The Assembly has been debating the bill, and voting on its individual articles in recent weeks. The overall legislation now goes in the coming weeks to the Senate, which also is controlled by the governing Socialists and their allies.

With Tuesday's vote, France joins Britain in taking a major legislative step in recent weeks toward allowing gay marriage and adoption -- making them the largest European countries to do so. The Netherlands, Belgium, Norway and Spain, as well as Argentina, Canada and South Africa have authorized gay marriage, along with nine U.S. states and the District of Columbia.

The issue has exposed fault lines between a progressive-minded leftist legislative majority in officially secular France, and the country's conservative religious roots. Critics -- including many Roman Catholics -- have railed that the bill would erode the traditional family.
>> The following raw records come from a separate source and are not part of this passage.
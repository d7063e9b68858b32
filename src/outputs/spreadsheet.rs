//! Spreadsheet export.
//!
//! Writes a single worksheet with the header row
//! `Title | Date | Description | Money in Title/Description` followed by one
//! row per article, each at the row number carried by its [`IndexedRecord`].
//! Any file already at the target path is removed first.

use crate::error::Result;
use crate::models::IndexedRecord;
use rust_xlsxwriter::{Format, Workbook};
use std::io::ErrorKind;
use std::path::Path;
use tokio::fs;
use tracing::{info, instrument};

pub const HEADERS: [&str; 4] = ["Title", "Date", "Description", "Money in Title/Description"];

const COLUMN_WIDTHS: [f64; 4] = [60.0, 24.0, 80.0, 28.0];

/// Write `rows` to a fresh workbook at `path`.
#[instrument(level = "info", skip_all, fields(path = %path.display(), rows = rows.len()))]
pub async fn write_spreadsheet(rows: &[IndexedRecord], path: &Path) -> Result<()> {
    if let Some(parent) = path.parent().filter(|p| !p.as_os_str().is_empty()) {
        fs::create_dir_all(parent).await?;
    }

    match fs::remove_file(path).await {
        Ok(()) => info!("Removed previous spreadsheet"),
        Err(e) if e.kind() == ErrorKind::NotFound => {}
        Err(e) => return Err(e.into()),
    }

    let buffer = build_workbook(rows)?.save_to_buffer()?;
    fs::write(path, buffer).await?;
    info!("Wrote spreadsheet");
    Ok(())
}

fn build_workbook(rows: &[IndexedRecord]) -> Result<Workbook> {
    let mut workbook = Workbook::new();
    let bold = Format::new().set_bold();
    let sheet = workbook.add_worksheet();

    for (col, (header, width)) in (0u16..).zip(HEADERS.iter().zip(COLUMN_WIDTHS)) {
        sheet.write_string_with_format(0, col, *header, &bold)?;
        sheet.set_column_width(col, width)?;
    }

    for IndexedRecord { row, record } in rows {
        // rust_xlsxwriter rows are zero-based
        let r = row.saturating_sub(1);
        sheet.write_string(r, 0, record.title())?;
        if let Some(date) = record.date() {
            sheet.write_string(r, 1, date)?;
        }
        sheet.write_string(r, 2, record.description())?;
        sheet.write_boolean(r, 3, record.has_money_mention())?;
    }

    Ok(workbook)
}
Socialists, however, sought to depict the issue as one of equal rights, and they played off France's famed Revolution-era motto of "Liberty, Equality and Fraternity."

"This law is going to extend to all families the protections guaranteed by the institution of marriage," Prime Minister Jean-Marc Ayrault said before Tuesday's vote. "Contrary to what those who vociferate against it say -- fortunately they're in the minority -- this law is going to strengthen the institution of marriage."

As with many major and controversial reforms in France, the issue drew its share of political grandstanding over weeks of debate. Conservative opponents forced a discussion of nearly 5,000 amendments, a move derided by Socialists as inconsequential stalling tactics. But by the final vote, the government rank-and-file rolled out grand, solemn statements of victory.

"This law is a first necessary step, a social evolution that benefits society overall," said Socialist representative Corinne Narassiguin, announcing her party's support for the measure. "Opening up marriage and adoption to homosexual couples is a very beautiful advance. ... It is an emblematic vote, a vote that will mark history."

However, the political right hasn't given up just yet, saying the Constitutional Court -- whose 12 members include three former French presidents and several other prominent conservatives -- will determine whether the law, if finally passed, meshes with the law of the land.